→ EXERCISE PROMPT
Type again, exactly, the lines below from the start through the line that includes "and insight generation.".

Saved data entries
//! # Metric Records
//! The persisted per-period metric record and its wire shape.
//!
//! One record is one reporting period (usually a month) of SaaS metrics for
//! one owner. Records are produced by the ingest pipeline or the demo
//! generator and consumed by storage, aggregation, and insight generation.

use chrono::{DateTime, NaiveDate, Utc};
use serde::{Deserialize, Serialize};

/// A validated, owner-stamped metric data point.
///
/// Wire field names are camelCase (`ownerId`, `newUsers`, `uploadedAt`) so
/// the dashboard frontend can consume records unchanged.
#[derive(Debug, Clone, PartialEq, Serialize, Deserialize)]
#[serde(rename_all = "camelCase")]
pub struct MetricRecord {
    /// Opaque account identifier supplied by the caller, never read from the file.
    pub owner_id: String,
    /// Reporting period date (no time-of-day semantics).
    pub date: NaiveDate,
    /// Monthly recurring revenue, >= 0.
    pub mrr: f64,
    /// Total user count at period end.
    pub users: u64,
    /// Churn percentage in [0, 100].
    pub churn: f64,
    /// New sign-ups in the period.
    pub new_users: u64,
    /// Total revenue for the period, >= 0.
    pub revenue: f64,
    /// Server-side timestamp, one value per uploaded batch.
    pub uploaded_at: DateTime<Utc>,
}
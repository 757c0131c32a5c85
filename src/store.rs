//! # Stores
//! In-memory per-owner storage for metric records and insight reports.
//!
//! An uploaded batch replaces the owner's entire history (all-or-nothing),
//! and retrieval returns records sorted by date ascending so downstream
//! aggregation can take first/last elements as period boundaries.

use std::collections::HashMap;
use std::sync::RwLock;

use crate::insights::InsightReport;
use crate::record::MetricRecord;

#[derive(Debug, Default)]
pub struct MetricStore {
    inner: RwLock<HashMap<String, Vec<MetricRecord>>>,
}

impl MetricStore {
    pub fn new() -> Self {
        Self::default()
    }

    /// Replace the owner's entire history with a freshly validated batch.
    pub fn replace(&self, owner_id: &str, records: Vec<MetricRecord>) {
        let mut map = self.inner.write().expect("metric store lock poisoned");
        map.insert(owner_id.to_string(), records);
    }

    /// All records for an owner, sorted by date ascending.
    pub fn fetch(&self, owner_id: &str) -> Vec<MetricRecord> {
        let map = self.inner.read().expect("metric store lock poisoned");
        let mut records = map.get(owner_id).cloned().unwrap_or_default();
        records.sort_by_key(|r| r.date);
        records
    }

    pub fn count(&self, owner_id: &str) -> usize {
        let map = self.inner.read().expect("metric store lock poisoned");
        map.get(owner_id).map_or(0, Vec::len)
    }

    /// Remove the owner's history. Returns whether anything was stored.
    pub fn delete(&self, owner_id: &str) -> bool {
        let mut map = self.inner.write().expect("metric store lock poisoned");
        map.remove(owner_id).is_some()
    }
}

#[derive(Debug, Default)]
pub struct InsightStore {
    inner: RwLock<HashMap<String, InsightReport>>,
}

impl InsightStore {
    pub fn new() -> Self {
        Self::default()
    }

    pub fn upsert(&self, owner_id: &str, report: InsightReport) {
        let mut map = self.inner.write().expect("insight store lock poisoned");
        map.insert(owner_id.to_string(), report);
    }

    pub fn fetch(&self, owner_id: &str) -> Option<InsightReport> {
        let map = self.inner.read().expect("insight store lock poisoned");
        map.get(owner_id).cloned()
    }

    pub fn delete(&self, owner_id: &str) -> bool {
        let mut map = self.inner.write().expect("insight store lock poisoned");
        map.remove(owner_id).is_some()
    }
}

→ REPLY
//! # Metric Records
//! The persisted per-period metric record and its wire shape.
//!
//! One record is one reporting period (usually a month) of SaaS metrics for
//! one owner. Records are produced by the ingest pipeline or the demo
//! generator and consumed by storage, aggregation, and insight generation.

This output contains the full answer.